## CVE Predictor Engine
The goal of this notebook is to start fresh and implement new techniques like *conditional entropy sorting*
to reduce feature dimensionality.

### Part 1: GPU Training / Benchmarking

Before implementing any new techniques, I want to benchmark the training process to compare
CPU training vs GPU training with an `Intel Arc A370M` on my HP Spectre x16.

----

#### Training attempt with max vector contributions

Note to self: each index in `cves` has an array called `source_data`;
this is my true raw data.  If a `source_data` entry has all of the following, I will include it.
1. `cve_id`
1. `description`
1. `scores.[].vector`

The parent description should be copied to each of the vectors in `scores`.

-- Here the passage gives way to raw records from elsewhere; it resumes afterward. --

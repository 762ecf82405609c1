use crate::config::NetworkConstants;
use crate::network::NetworkStatus;

use super::ButtonState;

/// Banner shown while a connected wallet sits on the wrong chain
#[derive(Debug, Clone, PartialEq, Eq)]
pub struct NetworkGuard {
    pub visible: bool,
    pub title: String,
    pub description: String,
    pub button: ButtonState,
    /// `(label, value)` pairs for adding the network by hand
    pub manual_details: Vec<(String, String)>,
}

impl NetworkGuard {
    pub fn new(status: &NetworkStatus, connected: bool, network: &NetworkConstants) -> Self {
        let current = status
            .current_chain_id
            .map(|id| id.to_string())
            .unwrap_or_else(|| "Unknown".to_string());

        let button = if status.switch_in_progress {
            ButtonState::disabled("Switching...")
        } else {
            ButtonState::enabled(&format!("Switch to {}", network.network_name))
        };

        Self {
            visible: connected && !status.is_match,
            title: "Wrong Network".to_string(),
            description: format!(
                "You are connected to network ID {}. Please switch to {} (Chain ID: {}).",
                current, network.network_name, network.chain_id
            ),
            button,
            manual_details: vec![
                ("Network Name".to_string(), network.network_name.clone()),
                ("RPC URL".to_string(), network.rpc_url.clone()),
                ("Chain ID".to_string(), network.chain_id.to_string()),
                ("Currency Symbol".to_string(), network.native_symbol.clone()),
                ("Block Explorer".to_string(), network.explorer_url.clone()),
            ],
        }
    }
}

#[cfg(test)]
mod tests {
    use super::*;

    fn status(current: Option<u64>, switching: bool) -> NetworkStatus {
        NetworkStatus {
            current_chain_id: current,
            required_chain_id: 42429,
            is_match: current == Some(42429),
            switch_in_progress: switching,
        }
    }

    #[test]
    fn test_visible_only_when_connected_and_mismatched() {
        let network = NetworkConstants::default();
        assert!(NetworkGuard::new(&status(Some(1), false), true, &network).visible);
        assert!(!NetworkGuard::new(&status(Some(1), false), false, &network).visible);
        assert!(!NetworkGuard::new(&status(Some(42429), false), true, &network).visible);
    }

    #[test]
    fn test_texts() {
        let network = NetworkConstants::default();
        let guard = NetworkGuard::new(&status(None, false), true, &network);
        assert!(guard
            .description
            .starts_with("You are connected to network ID Unknown."));
        assert_eq!(guard.button.text, "Switch to Tempo Testnet (Andantino)");

        let guard = NetworkGuard::new(&status(Some(1), true), true, &network);
        assert!(guard.description.contains("network ID 1."));
        assert_eq!(guard.button, ButtonState::disabled("Switching..."));
    }
}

**Important:** some of this code is copy-pasta from the other notebook and may diverge slightly.

In [None]:
import os
import json
import pandas as pd

def load_cves():
    """Loads all cve data, indexed by cve_id"""
    cves = {}
    for subdir in ("2017", "2018", "2019", "2020", "2021", "2022", "2023"):
        path = os.path.join("../data/cve", subdir)
        for file in os.listdir(path):
            with open(os.path.join(path, file)) as f:
                cves[file.removesuffix(".json")] = json.load(f)
    return cves

def construct_training_set(cves: dict):
    """
    Scan through all CVEs for cve.source_data elements.
    For each element, couple the cve.source_data.elem.description
    with each cve.source_data.elem.score.
    """
    examples = []
    for cve_data in cves.values():
        for sd in cve_data["source_data"]:
            if "scores" not in sd: continue
            examples.extend(
                [
                    {"description": sd["description"]} | score
                    for score in sd["scores"]
                ]
            )
    return examples

In [None]:
# can take a few seconds
cves = load_cves()

In [None]:
df_x = pd.DataFrame(construct_training_set(cves))

In [None]:
import logging

logging.getLogger("cve_engine.data_processing").setLevel(logging.INFO)
from cve_engine.cvss_data import CVSS_BASE_METRICS
from cve_engine.data_processing import (
    clean_cvss_vector,
    desc_preprocess,
    vec_parse_metric,
    create_bow,
)


def extract_cvss_vector_components(df: pd.DataFrame, vector: pd.Series):
    for metric in CVSS_BASE_METRICS:
        df[metric] = vector.dropna().apply(lambda v: vec_parse_metric(v, metric))
    return df

df_x["vector_clean"] = df_x["vector"].apply(clean_cvss_vector)
df_x["processed_desc"] = df_x["description"].apply(desc_preprocess)
df_x = extract_cvss_vector_components(df_x, df_x["vector_clean"])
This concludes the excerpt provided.